#### Data for processing ####

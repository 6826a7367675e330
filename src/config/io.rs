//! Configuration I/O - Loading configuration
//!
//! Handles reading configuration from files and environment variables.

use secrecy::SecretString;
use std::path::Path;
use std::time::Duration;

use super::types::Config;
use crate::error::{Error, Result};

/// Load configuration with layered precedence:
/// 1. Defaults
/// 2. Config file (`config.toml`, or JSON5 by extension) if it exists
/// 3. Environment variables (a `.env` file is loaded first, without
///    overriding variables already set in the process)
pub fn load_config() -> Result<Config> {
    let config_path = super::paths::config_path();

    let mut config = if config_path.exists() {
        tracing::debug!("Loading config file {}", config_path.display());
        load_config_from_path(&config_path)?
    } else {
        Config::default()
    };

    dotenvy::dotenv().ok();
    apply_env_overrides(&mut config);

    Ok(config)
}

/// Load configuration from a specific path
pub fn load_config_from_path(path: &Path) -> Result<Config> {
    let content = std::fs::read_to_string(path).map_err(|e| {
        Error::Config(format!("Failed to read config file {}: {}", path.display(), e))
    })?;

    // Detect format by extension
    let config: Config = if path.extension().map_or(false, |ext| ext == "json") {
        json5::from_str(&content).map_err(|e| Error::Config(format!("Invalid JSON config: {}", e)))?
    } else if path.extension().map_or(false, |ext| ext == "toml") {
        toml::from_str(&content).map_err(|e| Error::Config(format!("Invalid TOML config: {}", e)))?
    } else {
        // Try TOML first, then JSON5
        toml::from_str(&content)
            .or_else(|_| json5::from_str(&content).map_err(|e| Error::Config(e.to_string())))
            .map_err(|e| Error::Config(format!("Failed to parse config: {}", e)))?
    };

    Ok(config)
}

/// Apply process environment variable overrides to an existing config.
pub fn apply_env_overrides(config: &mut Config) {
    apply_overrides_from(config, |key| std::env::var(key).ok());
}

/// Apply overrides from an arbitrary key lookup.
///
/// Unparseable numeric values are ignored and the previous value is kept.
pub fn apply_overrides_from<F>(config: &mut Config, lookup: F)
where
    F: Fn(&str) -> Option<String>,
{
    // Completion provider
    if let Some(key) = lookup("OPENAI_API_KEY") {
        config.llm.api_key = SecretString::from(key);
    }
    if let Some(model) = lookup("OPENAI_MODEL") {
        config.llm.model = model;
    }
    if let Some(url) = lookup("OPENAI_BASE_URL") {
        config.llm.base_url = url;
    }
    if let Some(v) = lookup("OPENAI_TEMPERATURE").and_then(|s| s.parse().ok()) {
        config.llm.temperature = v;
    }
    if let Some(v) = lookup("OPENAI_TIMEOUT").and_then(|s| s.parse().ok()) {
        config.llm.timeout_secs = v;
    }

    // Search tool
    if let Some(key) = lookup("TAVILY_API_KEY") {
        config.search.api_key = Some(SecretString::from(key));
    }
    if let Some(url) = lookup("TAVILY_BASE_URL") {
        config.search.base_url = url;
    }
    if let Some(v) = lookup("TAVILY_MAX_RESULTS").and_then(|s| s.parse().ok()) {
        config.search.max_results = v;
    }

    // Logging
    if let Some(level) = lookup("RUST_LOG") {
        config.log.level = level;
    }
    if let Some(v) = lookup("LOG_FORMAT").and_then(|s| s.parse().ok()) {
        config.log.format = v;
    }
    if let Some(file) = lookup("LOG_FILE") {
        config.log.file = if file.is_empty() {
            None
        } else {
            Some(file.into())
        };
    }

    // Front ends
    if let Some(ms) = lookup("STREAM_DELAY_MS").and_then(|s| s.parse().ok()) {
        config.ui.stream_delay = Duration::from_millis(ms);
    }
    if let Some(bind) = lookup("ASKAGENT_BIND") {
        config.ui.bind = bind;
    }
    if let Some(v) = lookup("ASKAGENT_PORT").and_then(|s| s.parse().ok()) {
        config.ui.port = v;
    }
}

####

# Required work:
What is needed is a full, exact copy of the records.

# Expected output:
repository 6826a7367675e330
filename src/config/io.rs
//! Configuration I/O - Loading configuration
//!
//! Handles reading configuration from files and environment variables.

use secrecy::SecretString;
use std::path::Path;
use std::time::Duration;

use super::types::Config;
use crate::error::{Error, Result};

/// Load configuration with layered precedence:
/// 1. Defaults
/// 2. Config file (`config.toml`, or JSON5 by extension) if it exists
/// 3. Environment variables (a `.env` file is loaded first, without
///    overriding variables already set in the process)
pub fn load_config() -> Result<Config> {
    let config_path = super::paths::config_path();

    let mut config = if config_path.exists() {
        tracing::debug!("Loading config file {}", config_path.display());
        load_config_from_path(&config_path)?
    } else {
        Config::default()
    };

    dotenvy::dotenv().ok();
    apply_env_overrides(&mut config);

    Ok(config)
}

/// Load configuration from a specific path
pub fn load_config_from_path(path: &Path) -> Result<Config> {
    let content = std::fs::read_to_string(path).map_err(|e| {
        Error::Config(format!("Failed to read config file {}: {}", path.display(), e))
    })?;

    // Detect format by extension
    let config: Config = if path.extension().map_or(false, |ext| ext == "json") {
        json5::from_str(&content).map_err(|e| Error::Config(format!("Invalid JSON config: {}", e)))?
    } else if path.extension().map_or(false, |ext| ext == "toml") {
        toml::from_str(&content).map_err(|e| Error::Config(format!("Invalid TOML config: {}", e)))?
    } else {
        // Try TOML first, then JSON5
        toml::from_str(&content)
            .or_else(|_| json5::from_str(&content).map_err(|e| Error::Config(e.to_string())))
            .map_err(|e| Error::Config(format!("Failed to parse config: {}", e)))?
    };

    Ok(config)
}

/// Apply process environment variable overrides to an existing config.
pub fn apply_env_overrides(config: &mut Config) {
    apply_overrides_from(config, |key| std::env::var(key).ok());
}

/// Apply overrides from an arbitrary key lookup.
///
/// Unparseable numeric values are ignored and the previous value is kept.
pub fn apply_overrides_from<F>(config: &mut Config, lookup: F)
where
    F: Fn(&str) -> Option<String>,
{
    // Completion provider
    if let Some(key) = lookup("OPENAI_API_KEY") {
        config.llm.api_key = SecretString::from(key);
    }
    if let Some(model) = lookup("OPENAI_MODEL") {
        config.llm.model = model;
    }
    if let Some(url) = lookup("OPENAI_BASE_URL") {
        config.llm.base_url = url;
    }
    if let Some(v) = lookup("OPENAI_TEMPERATURE").and_then(|s| s.parse().ok()) {
        config.llm.temperature = v;
    }
    if let Some(v) = lookup("OPENAI_TIMEOUT").and_then(|s| s.parse().ok()) {
        config.llm.timeout_secs = v;
    }

    // Search tool
    if let Some(key) = lookup("TAVILY_API_KEY") {
        config.search.api_key = Some(SecretString::from(key));
    }
    if let Some(url) = lookup("TAVILY_BASE_URL") {
        config.search.base_url = url;
    }
    if let Some(v) = lookup("TAVILY_MAX_RESULTS").and_then(|s| s.parse().ok()) {
        config.search.max_results = v;
    }

    // Logging
    if let Some(level) = lookup("RUST_LOG") {
        config.log.level = level;
    }
    if let Some(v) = lookup("LOG_FORMAT").and_then(|s| s.parse().ok()) {
        config.log.format = v;
    }
    if let Some(file) = lookup("LOG_FILE") {
        config.log.file = if file.is_empty() {
            None
        } else {
            Some(file.into())
        };
    }

    // Front ends
    if let Some(ms) = lookup("STREAM_DELAY_MS").and_then(|s| s.parse().ok()) {
        config.ui.stream_delay = Duration::from_millis(ms);
    }
    if let Some(bind) = lookup("ASKAGENT_BIND") {
        config.ui.bind = bind;
    }
    if let Some(v) = lookup("ASKAGENT_PORT").and_then(|s| s.parse().ok()) {
        config.ui.port = v;
    }
}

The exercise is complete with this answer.